Ich hatte sogar schon eine Halsfessel getragen, einen Stahlhalsreif, den ich nicht selbst hatte abnehmen können. Wie toll ich mir damit vorgekommen war!
Gefahren bestanden auch hier, oh ja, und ich wusste nicht, wie viele oder in welcher Form sie sich äußerten. Wie wenig ich doch wusste!
Dennoch war ich nicht unzufrieden, hier zu leben, und die Gefangenschaft machte mir eigentlich kaum etwas aus. Jemand wie ich musste damit rechnen, in eine Zelle gesteckt zu werden. Uns frei herum laufen zu lassen, schickte sich nun einmal gar nicht.

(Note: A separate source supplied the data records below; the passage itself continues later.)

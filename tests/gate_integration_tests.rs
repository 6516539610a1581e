//! Integration tests for the gated download flow driven through AppController
//!
//! These tests verify:
//! - An incomplete form never reaches the registration endpoint
//! - An accepted registration releases exactly one export of the requested format
//! - A rejected or unreachable registration keeps the form and exports nothing
//! - The submitting phase is visible while the request is pending

use makemyqrcode::models::{AppSettings, ExportFormat, GatePhase, Registration};
use makemyqrcode::services::{
    MemoryClipboard, MemoryFileSink, RegistrationClient, RegistrationError, RegistrationReceipt,
    SubmitOutcome,
};
use makemyqrcode::{AppController, Metrics, StateManager};
use std::sync::atomic::{AtomicUsize, Ordering};
use std::sync::{Arc, Mutex};
use std::time::Duration;

#[derive(Clone, Copy)]
enum Reply {
    Accept,
    Reject,
    Unreachable,
}

struct CountingClient {
    calls: AtomicUsize,
    reply: Reply,
    delay: Duration,
    last: Mutex<Option<Registration>>,
}

impl CountingClient {
    fn new(reply: Reply) -> Self {
        Self {
            calls: AtomicUsize::new(0),
            reply,
            delay: Duration::ZERO,
            last: Mutex::new(None),
        }
    }

    fn calls(&self) -> usize {
        self.calls.load(Ordering::SeqCst)
    }
}

impl RegistrationClient for CountingClient {
    async fn register(
        &self,
        registration: &Registration,
    ) -> Result<RegistrationReceipt, RegistrationError> {
        self.calls.fetch_add(1, Ordering::SeqCst);
        *self.last.lock().unwrap() = Some(registration.clone());
        tokio::time::sleep(self.delay).await;

        match self.reply {
            Reply::Accept => Ok(RegistrationReceipt {
                success: Some(true),
                ..RegistrationReceipt::default()
            }),
            Reply::Reject => Err(RegistrationError::Rejected {
                status: 400,
                message: Some("Invalid email format".to_string()),
            }),
            Reply::Unreachable => Err(RegistrationError::MalformedResponse(
                "expected value at line 1 column 1".to_string(),
            )),
        }
    }
}

struct Harness {
    controller: Arc<AppController<CountingClient>>,
    client: Arc<CountingClient>,
    files: Arc<MemoryFileSink>,
}

fn harness(client: CountingClient) -> Harness {
    let settings = AppSettings {
        export_delay_ms: 5,
        ..AppSettings::default()
    };
    let client = Arc::new(client);
    let files = Arc::new(MemoryFileSink::new());
    let controller = AppController::new(
        StateManager::new(),
        &settings,
        files.clone(),
        Arc::new(MemoryClipboard::new()),
        client.clone(),
        Arc::new(Metrics::new()),
    )
    .unwrap();
    controller.set_url("https://makemyqrcode.com");

    Harness {
        controller: Arc::new(controller),
        client,
        files,
    }
}

fn fill_form<C: RegistrationClient>(controller: &AppController<C>) {
    controller.set_name("Ada Lovelace");
    assert!(controller.set_phone("+441234567890"));
    controller.set_email("ada@example.com");
}

#[tokio::test]
async fn test_incomplete_form_never_calls_endpoint() {
    let h = harness(CountingClient::new(Reply::Accept));
    assert!(h.controller.request_download(ExportFormat::Png));
    h.controller.set_name("Ada Lovelace");

    let outcome = h.controller.submit_registration().await;

    assert_eq!(outcome, SubmitOutcome::Invalid("All fields are required".to_string()));
    assert_eq!(h.client.calls(), 0);
    assert!(h.files.files().is_empty());

    let gate = h.controller.snapshot().gate;
    assert_eq!(gate.phase, GatePhase::FormOpen);
    assert_eq!(gate.error.as_deref(), Some("All fields are required"));
}

#[tokio::test]
async fn test_accepted_registration_exports_once() {
    let h = harness(CountingClient::new(Reply::Accept));
    assert!(h.controller.request_download(ExportFormat::Png));
    fill_form(&h.controller);

    let outcome = h.controller.submit_registration().await;

    assert!(matches!(
        outcome,
        SubmitOutcome::Exported {
            format: Some(ExportFormat::Png),
            file: Some(_)
        }
    ));
    assert_eq!(h.client.calls(), 1);
    assert_eq!(h.files.file_names(), vec!["makemyqrcode-com.png".to_string()]);

    let sent = h.client.last.lock().unwrap().clone().unwrap();
    assert_eq!(sent.number, "+441234567890");

    let state = h.controller.snapshot();
    assert_eq!(state.gate.phase, GatePhase::Closed);
    assert!(state.gate.form.name.is_empty());
    assert!(state.gate.pending.is_none());
    assert!(state.downloading.is_none());
}

#[tokio::test]
async fn test_second_request_overwrites_pending_format() {
    let h = harness(CountingClient::new(Reply::Accept));
    h.controller.request_download(ExportFormat::Png);
    h.controller.request_download(ExportFormat::Svg);
    fill_form(&h.controller);

    h.controller.submit_registration().await;

    assert_eq!(h.files.file_names(), vec!["makemyqrcode-com.svg".to_string()]);
}

#[tokio::test]
async fn test_rejected_registration_keeps_form() {
    let h = harness(CountingClient::new(Reply::Reject));
    h.controller.request_download(ExportFormat::Svg);
    fill_form(&h.controller);

    let outcome = h.controller.submit_registration().await;

    assert_eq!(outcome, SubmitOutcome::Rejected("Invalid email format".to_string()));
    assert!(h.files.files().is_empty());

    let gate = h.controller.snapshot().gate;
    assert_eq!(gate.phase, GatePhase::FormOpen);
    assert_eq!(gate.form.name, "Ada Lovelace");
    assert_eq!(gate.form.phone, "+441234567890");
    assert_eq!(gate.form.email, "ada@example.com");
    assert_eq!(gate.error.as_deref(), Some("Invalid email format"));
}

#[tokio::test]
async fn test_unreachable_endpoint_shows_connectivity_error() {
    let h = harness(CountingClient::new(Reply::Unreachable));
    h.controller.request_download(ExportFormat::Png);
    fill_form(&h.controller);

    let outcome = h.controller.submit_registration().await;

    assert_eq!(
        outcome,
        SubmitOutcome::Unreachable("Failed to connect to server".to_string())
    );
    assert!(h.files.files().is_empty());
    assert_eq!(h.controller.snapshot().gate.phase, GatePhase::FormOpen);
}

#[tokio::test]
async fn test_submitting_phase_while_pending() {
    let mut client = CountingClient::new(Reply::Accept);
    client.delay = Duration::from_millis(200);
    let h = harness(client);
    h.controller.request_download(ExportFormat::Svg);
    fill_form(&h.controller);

    let controller = h.controller.clone();
    let task = tokio::spawn(async move { controller.submit_registration().await });

    tokio::time::sleep(Duration::from_millis(50)).await;
    assert_eq!(h.controller.snapshot().gate.phase, GatePhase::Submitting);

    // A second submit while one is in flight is ignored
    assert_eq!(h.controller.submit_registration().await, SubmitOutcome::Ignored);

    task.await.unwrap();
    assert_eq!(h.client.calls(), 1);
    assert_eq!(h.files.files().len(), 1);
}

#[tokio::test]
async fn test_cancel_then_request_again() {
    let h = harness(CountingClient::new(Reply::Accept));
    h.controller.request_download(ExportFormat::Png);
    h.controller.set_name("Ada Lovelace");
    h.controller.cancel_download();

    let gate = h.controller.snapshot().gate;
    assert_eq!(gate.phase, GatePhase::Closed);
    assert!(gate.pending.is_none());
    assert_eq!(gate.form.name, "Ada Lovelace");

    assert_eq!(h.controller.submit_registration().await, SubmitOutcome::Ignored);
    assert_eq!(h.client.calls(), 0);
}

Alte Freundinnen zogen an meinem geistigen Auge vorüber. Wir hatten gemeinsam die Gegend unsicher gemacht und teilweise dieselbe Klasse besucht, aber wie ich nun über sie dachte, kam mir selbst recht interessant vor. Ich sah sie weniger in Situationen wie dereinst, etwa im Bus, im Unterricht beziehungsweise wie sie mit mir über die glatten Böden der weitläufigen Flure, Räume und Hallen dieser oder jener Einkaufspassage schlenderten, wo wir in grell ausstaffierten Restaurants aßen, die sich damit rühmten, ihre minderwertigen Menüs blitzschnell zu servieren. Nein, stattdessen stellte ich mir vor, wie sich diese Bekannten wohl anstellen würden, wenn sie, wie ich auf dieser Welt gestrandet wären. Welche Schau wäre Sandra, barfuß mit Riemen um den linken Knöchel, an dem in drei Reihen Glöckchen bimmelten? Stünde eine gewöhnliche Camisk Jean, während sie eine Karaffe Wasser auf dem Kopf balancierte, indem sie nur eine Hand zum Festhalten benutzte, wie man es unseresgleichen beibrachte? Priscilla würde bestimmt hinreißend aussehen in einem verschwindend kleinen Stück gelber Seide als einzigem Kleidungsstück, und Sally – die plump pummelige kleine Sally – mag vorerst nur einen Halsreif tragen und sich zu Füßen eines Mannes rekeln dürfen, weil sie früher so hysterisch und redselig gewesen war, stets selbstkritisch bis zynisch mit Hinblick auf den Gehalt ihrer eigenen Reize. Auf Knien soll sie das Fürchten lernen und begreifen, dass sie ihre Begehrlichkeit und Anziehungskraft damals ziemlich falsch eingeschätzt hat, dass in solchen Belangen vieles von der Gesundheit der Männer abhängt, ihrer Natürlichkeit und Macht. Sie sehen: Ich setzte für meine Freundinnen den Maßstab meiner neuen Heimat an. So fragte ich mich auch, welche Preise sie auf einem Auktionsblock erzielen mochten. Reizend machten sie sich gewiss alle aus, folglich auch mit einer Halsfessel. Deshalb musste ich davon ausgehen, jede Einzelne von ihnen würde gutes Geld einbringen.
Die Männer würden sich um sie reißen.
Was aber, wenn ich mit ihnen um die Gunst eines Herren buhlen müsste? Dann läge der Fall anders, und jede wäre sich selbst die Nächste.
Plötzlich hörte ich von Weitem, ohne etwas zu sehen, ein Geräusch. Es kam von rechts und klang nach einem Vogel.
Wieder packte ich das Gitter und lehnte mich dagegen, schaute hoch in die entsprechende Richtung, aber es gab nichts zu entdecken.